It is safe to say that in the Philippines the protection of copyright is not only for the benefit of the creative minds, but is essentially for the protection of the country as a whole.

Let us take for example the long term effect of copyright violation to the film and music industries and to the country in general. Millions of pesos in government revenues are lost every year from film and song piracy. This means fewer social projects, fewer classrooms, and fewer concrete roads. Not to mention the fact that films and music bear a cultural and social significance. To add, people who heavily rely on these industries to feed their families may lose their jobs because of piracy.

Disrespect for copyright poses danger to a country. Without respect for copyright, a state will soon be a land of feeble and dull citizens.

What is even frightening is that the nation is set into extinction once this occurs. For how could you expect people to throw the products of their imaginations that can pump up the economy open for public consumption if it would be easy for thieves to rob them of the fruits of their mental labor?

If we fail to protect the ideas of our people, we would also fail to encourage healthier idea sharing and discourse.
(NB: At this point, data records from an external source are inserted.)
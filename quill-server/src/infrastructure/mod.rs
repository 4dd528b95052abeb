pub(crate) mod database;
pub(crate) mod jwt;
pub(crate) mod logging;
pub(crate) mod settings;
use async_trait::async_trait;
use chrono::{DateTime, Utc};
use sqlx::{FromRow, SqlitePool};

use super::lock_contention;
use crate::data::user_repository::{UserCredentials, UserRepository};
use crate::domain::error::DomainError;
use crate::domain::user::User;

#[derive(Debug, Clone)]
pub(crate) struct SqliteUserRepository {
    pool: SqlitePool,
}

impl SqliteUserRepository {
    pub(crate) fn new(pool: SqlitePool) -> Self {
        Self { pool }
    }
}

#[derive(FromRow)]
struct UserRow {
    id: i64,
    username: String,
    created_at: DateTime<Utc>,
}

#[derive(FromRow)]
struct UserCredentialsRow {
    id: i64,
    username: String,
    password_hash: String,
    created_at: DateTime<Utc>,
}

#[async_trait]
impl UserRepository for SqliteUserRepository {
    async fn upsert_user(&self, username: &str, password_hash: &str) -> Result<User, DomainError> {
        let row = sqlx::query_as::<_, UserRow>(
            r#"
            INSERT INTO users (username, password_hash, created_at)
            VALUES (?, ?, ?)
            ON CONFLICT (username) DO UPDATE SET password_hash = excluded.password_hash
            RETURNING id, username, created_at
            "#,
        )
        .bind(username)
        .bind(password_hash)
        .bind(Utc::now())
        .fetch_one(&self.pool)
        .await
        .map_err(map_user_db_error)?;

        User::new(row.id, row.username, row.created_at)
            .map_err(|err| DomainError::Unexpected(err.to_string()))
    }

    async fn find_by_username(
        &self,
        username: &str,
    ) -> Result<Option<UserCredentials>, DomainError> {
        let row = sqlx::query_as::<_, UserCredentialsRow>(
            r#"
            SELECT
            id,
            username,
            password_hash,
            created_at
            FROM users
            WHERE username = ?
            "#,
        )
        .bind(username)
        .fetch_optional(&self.pool)
        .await
        .map_err(map_user_db_error)?;
        if let Some(r) = row {
            let user = User::new(r.id, r.username, r.created_at)
                .map_err(|err| DomainError::Unexpected(err.to_string()))?;

            Ok(Some(UserCredentials {
                user,
                password_hash: r.password_hash,
            }))
        } else {
            Ok(None)
        }
    }
}

fn map_user_db_error(err: sqlx::Error) -> DomainError {
    if let Some(busy) = lock_contention(&err) {
        return busy;
    }
    if let sqlx::Error::Database(db_err) = &err
        && db_err.is_unique_violation()
    {
        return DomainError::AlreadyExists("username".to_string());
    }
    DomainError::Unexpected(err.to_string())
}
This is scary – really, really scary.

However, a copyright law that leans toward the advantage of profit-generating companies also poses a hazard. As Professor Lessig said, the future of creative works does not dwell solely on original creations but on the ability of people to create “mixed” cultures from original creations. If the country limits itself from original creation, it would soon find itself miles away from countries that are able to cope up with the trend of “mixed cultures.”

Therefore, the government must make sure that there is a balance between the right of the original creator and of so called “mixers.”


With the dawn of the internet, it becomes harder and harder for the State to follow the mandate of the fundamental law of the land. Stealing ideas is just a matter of clicks – as easy as “copy and paste.” In just a few seconds, a stealer can use the original work as if he owns it. He can share it through social networks as if he was the one who laboriously thought about it. He can even print it out and pass it as a school project or part of his dissertation.

There are laws that forbid other to use and distribute copyrighted works without the author’s consent, but these are not enough as the government has little, if any, control on how its people behave.

Copyright owners in the Philippines are not left with any recourse as a bundle of laws, rules and regulations have been promulgated for their protection. However, the fact remains that unless people would respect the copyrights of their neighbors, the optimum potentials of these ideas would remain to be elusive.

Therefore, copyright laws must be centered not on punishment but on the promotion of respect to copyright. This is perhaps one of the setbacks in Philippine copyright law.

The author submits that an “iron-fist approach” in copyright administration will not work in the Philippines. Considering the upbringing of Filipinos, they cannot just be silenced by any threat or intimidation. What the author suggests is to devise a copyright regulation that is based on “respect” and a deeper understanding of the social, economic and cultural significance of copyright protection. This can be done by formulating self-regulating rules on property that inculcate a value of “respect to others’ property.” This is not easy with the status quo because people consider copyright as a mere “joke.” They do not see that copyright, just like any other right over tangible things, is a property right that cannot be stolen without the consent of the owner.


Prof. Lessig kept on mentioning Creative Commons in his entire speech.[15] Creative Commons is a nonprofit organization that enables the sharing and use of creativity and knowledge through free legal tools. Creative Commons licenses are not an alternative to copyright. They work alongside copyright and enable you to modify your copyright terms to best suit your needs.[16]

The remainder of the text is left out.